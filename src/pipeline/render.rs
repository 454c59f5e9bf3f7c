//! Slide rasterisation: one slide page → PNG bytes plus its dimensions.
//!
//! The pixel size is derived from the page's physical size and the requested
//! density, so a 10in-wide page at 150 DPI is always 1 500 px wide. There is
//! no upper clamp: the caller owns the trade-off between fidelity and package
//! size. Any engine failure is fatal to the conversion and names the page.

use crate::error::Pdf2PptxError;
use crate::pipeline::document::{PageSize, PageSource};
use crate::pipeline::encode;
use tracing::debug;

/// A rasterised slide page.
#[derive(Debug, Clone)]
pub struct RenderedSlide {
    pub png: Vec<u8>,
    pub pixel_width: u32,
    pub pixel_height: u32,
    pub size: PageSize,
}

/// Reject densities the rasteriser cannot honour.
pub fn validate_dpi(dpi: u32) -> Result<(), Pdf2PptxError> {
    if dpi == 0 {
        return Err(Pdf2PptxError::InvalidParameter(
            "DPI must be a positive integer, got 0".into(),
        ));
    }
    Ok(())
}

/// Render page `index` of `document` at `dpi`.
pub fn render_slide<D: PageSource + ?Sized>(
    document: &D,
    index: usize,
    dpi: u32,
) -> Result<RenderedSlide, Pdf2PptxError> {
    validate_dpi(dpi)?;

    let size = document.page_size(index)?;
    let (width, height) = size.pixel_extent(dpi);
    let image = document.rasterize(index, width, height)?;

    if image.width() != width || image.height() != height {
        return Err(Pdf2PptxError::render(
            index,
            format!(
                "engine produced {}x{} px, expected {}x{} px",
                image.width(),
                image.height(),
                width,
                height
            ),
        ));
    }

    let png = encode::encode_png(&image)
        .map_err(|e| Pdf2PptxError::render(index, format!("PNG encoding failed: {e}")))?;

    debug!(
        "Rendered page {} ({:.1}x{:.1}pt) → {}x{} px at {} DPI",
        index, size.width_pt, size.height_pt, width, height, dpi
    );

    Ok(RenderedSlide {
        png,
        pixel_width: width,
        pixel_height: height,
        size,
    })
}
//! Image encoding: `DynamicImage` → PNG bytes for the package media folder.
//!
//! PNG is lossless, so slide text stays crisp at any zoom level in the
//! viewer. Slides are opaque, so the alpha channel pdfium produces is dropped
//! before encoding; that alone shrinks each image by roughly a quarter.

use image::DynamicImage;
use std::io::Cursor;
use tracing::debug;

/// Encode a rasterised slide as an RGB PNG.
pub fn encode_png(img: &DynamicImage) -> Result<Vec<u8>, image::ImageError> {
    let rgb = DynamicImage::ImageRgb8(img.to_rgb8());
    let mut buf = Vec::new();
    rgb.write_to(&mut Cursor::new(&mut buf), image::ImageFormat::Png)?;
    debug!(
        "Encoded {}x{} image → {} bytes PNG",
        img.width(),
        img.height(),
        buf.len()
    );
    Ok(buf)
}

#[cfg(test)]
mod tests {
    use super::*;
    use image::{Rgba, RgbaImage};

    #[test]
    fn encode_small_image() {
        let img = DynamicImage::ImageRgba8(RgbaImage::from_pixel(10, 10, Rgba([255, 0, 0, 255])));
        let png = encode_png(&img).expect("encode should succeed");
        assert_eq!(&png[..8], b"\x89PNG\r\n\x1a\n");

        let decoded = image::load_from_memory(&png).expect("valid png");
        assert_eq!((decoded.width(), decoded.height()), (10, 10));
        assert!(!decoded.color().has_alpha());
    }

    #[test]
    fn encoding_is_deterministic() {
        let img = DynamicImage::ImageRgba8(RgbaImage::from_pixel(7, 3, Rgba([1, 2, 3, 255])));
        assert_eq!(encode_png(&img).unwrap(), encode_png(&img).unwrap());
    }
}
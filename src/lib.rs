//! # pdf2pptx
//!
//! Convert PDF slide decks into PowerPoint packages with working speaker
//! notes.
//!
//! Slide-authoring toolchains often emit a PDF in which every slide page is
//! followed by a page of notes for the presenter. Viewers that only know PDF
//! show those note pages to the audience. This crate splits the pages into
//! slides and notes, rasterises each slide into an image and writes a
//! `.pptx` whose notes view carries the extracted text.
//!
//! ## Pipeline Overview
//!
//! ```text
//! PDF
//!  │
//!  ├─ 1. Input     validate the local file (exists, readable, %PDF)
//!  ├─ 2. Classify  pair pages: none | interleaved | annotations
//!  ├─ 3. Render    rasterise slide pages via pdfium at the given DPI
//!  ├─ 4. Notes     plain text from note pages or comment annotations
//!  ├─ 5. Package   slides, notes slides, images → OOXML zip
//!  └─ 6. Publish   staged file renamed onto the destination
//! ```
//!
//! Every error is fatal: a deck is produced in full or not at all.
//!
//! ## Quick Start
//!
//! ```rust,no_run
//! use pdf2pptx::{convert_to_file, ConversionConfig, PairingMode};
//!
//! #[tokio::main]
//! async fn main() -> Result<(), Box<dyn std::error::Error>> {
//!     let config = ConversionConfig::builder()
//!         .dpi(300)
//!         .pairing(PairingMode::Interleaved)
//!         .build()?;
//!     let stats = convert_to_file("talk.pdf", "talk.pptx", &config).await?;
//!     eprintln!("{} slides, {} with notes", stats.slides, stats.slides_with_notes);
//!     Ok(())
//! }
//! ```
//!
//! ## Feature Flags
//!
//! | Feature | Default | Description |
//! |---------|---------|-------------|
//! | `cli`   | on      | Enables the `pdf2pptx` binary (clap + anyhow + tracing-subscriber + indicatif) |
//!
//! Disable `cli` when using only the library:
//! ```toml
//! pdf2pptx = { version = "0.1", default-features = false }
//! ```
//!
//! ## The pdfium library
//!
//! Rendering uses the pdfium shared library, looked up via `PDFIUM_LIB_PATH`
//! (the library file or its directory), then the working directory, then the
//! system library path.

// ── Modules ──────────────────────────────────────────────────────────────

pub mod config;
pub mod convert;
pub mod error;
pub mod output;
pub mod package;
pub mod pipeline;
pub mod progress;
pub mod staging;

// ── Re-exports ───────────────────────────────────────────────────────────

pub use config::{ConversionConfig, ConversionConfigBuilder, DEFAULT_DPI};
pub use convert::{
    convert, convert_document, convert_document_to_file, convert_file_sync, convert_sync,
    convert_to_file, inspect, inspect_document,
};
pub use error::Pdf2PptxError;
pub use output::{ConversionOutput, ConversionStats, DocumentInfo, PredictedSlides};
pub use package::{PackageAssembler, SlideRecord};
pub use pipeline::classify::{
    classify, classify_with, NoteRef, PagePair, PageRole, PairingMode, PairingStrategy,
};
pub use pipeline::document::{PageSize, PageSource};
pub use pipeline::driver::{Pipeline, PipelineState};
pub use progress::{ConversionProgressCallback, NoopProgressCallback, ProgressCallback};
pub use staging::{clean, STAGING_PREFIX};
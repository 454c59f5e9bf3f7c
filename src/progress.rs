//! Progress-callback trait for per-slide conversion events.
//!
//! Inject an [`Arc<dyn ConversionProgressCallback>`] via
//! [`crate::config::ConversionConfigBuilder::progress_callback`] to receive
//! events as the pipeline processes each slide.
//!
//! # Example
//!
//! ```rust
//! use pdf2pptx::{ConversionProgressCallback, ConversionConfig};
//! use std::sync::{Arc, atomic::{AtomicUsize, Ordering}};
//!
//! struct CountingCallback {
//!     completed: AtomicUsize,
//! }
//!
//! impl ConversionProgressCallback for CountingCallback {
//!     fn on_slide_complete(&self, ordinal: usize, total: usize, notes_len: usize) {
//!         self.completed.fetch_add(1, Ordering::SeqCst);
//!         eprintln!("Slide {}/{} done ({} bytes of notes)", ordinal + 1, total, notes_len);
//!     }
//! }
//!
//! let counter = Arc::new(CountingCallback { completed: AtomicUsize::new(0) });
//!
//! let config = ConversionConfig::builder()
//!     .progress_callback(counter as Arc<dyn ConversionProgressCallback>)
//!     .build()
//!     .unwrap();
//! ```

use std::sync::Arc;

/// Called by the conversion pipeline as it processes each slide.
///
/// All methods have default no-op implementations so callers only override
/// what they care about. Events arrive in slide order from a single thread,
/// but that thread may not be the caller's (async entry points run the
/// pipeline on a blocking worker).
pub trait ConversionProgressCallback: Send + Sync {
    /// Called once before the first slide is rendered.
    ///
    /// # Arguments
    /// * `total_slides`: number of slides the deck will contain
    fn on_conversion_start(&self, total_slides: usize) {
        let _ = total_slides;
    }

    /// Called before a slide page is rasterised.
    ///
    /// # Arguments
    /// * `ordinal`: 0-based slide position
    /// * `total`: total slides
    fn on_slide_start(&self, ordinal: usize, total: usize) {
        let _ = (ordinal, total);
    }

    /// Called once a slide and its notes are in the package.
    ///
    /// # Arguments
    /// * `ordinal`: 0-based slide position
    /// * `total`: total slides
    /// * `notes_len`: byte length of the slide's notes
    fn on_slide_complete(&self, ordinal: usize, total: usize, notes_len: usize) {
        let _ = (ordinal, total, notes_len);
    }

    /// Called once after the package has been finalized.
    fn on_conversion_complete(&self, total_slides: usize) {
        let _ = total_slides;
    }
}

/// A no-op implementation for callers that don't need progress events.
pub struct NoopProgressCallback;

impl ConversionProgressCallback for NoopProgressCallback {}

/// Convenience alias matching the type stored in [`crate::config::ConversionConfig`].
pub type ProgressCallback = Arc<dyn ConversionProgressCallback>;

*-*-*

■ WORK ORDER ■
Your answer should be an exact copy of the lines from the one with "fn on_conversion_start(&self, total_slides: usize)" through the end of the material, with no other lines.

■ EXERCISE RESULT ■
    fn on_conversion_start(&self, total_slides: usize) {
        let _ = total_slides;
    }

    /// Called before a slide page is rasterised.
    ///
    /// # Arguments
    /// * `ordinal`: 0-based slide position
    /// * `total`: total slides
    fn on_slide_start(&self, ordinal: usize, total: usize) {
        let _ = (ordinal, total);
    }

    /// Called once a slide and its notes are in the package.
    ///
    /// # Arguments
    /// * `ordinal`: 0-based slide position
    /// * `total`: total slides
    /// * `notes_len`: byte length of the slide's notes
    fn on_slide_complete(&self, ordinal: usize, total: usize, notes_len: usize) {
        let _ = (ordinal, total, notes_len);
    }

    /// Called once after the package has been finalized.
    fn on_conversion_complete(&self, total_slides: usize) {
        let _ = total_slides;
    }
}

/// A no-op implementation for callers that don't need progress events.
pub struct NoopProgressCallback;

impl ConversionProgressCallback for NoopProgressCallback {}

/// Convenience alias matching the type stored in [`crate::config::ConversionConfig`].
pub type ProgressCallback = Arc<dyn ConversionProgressCallback>;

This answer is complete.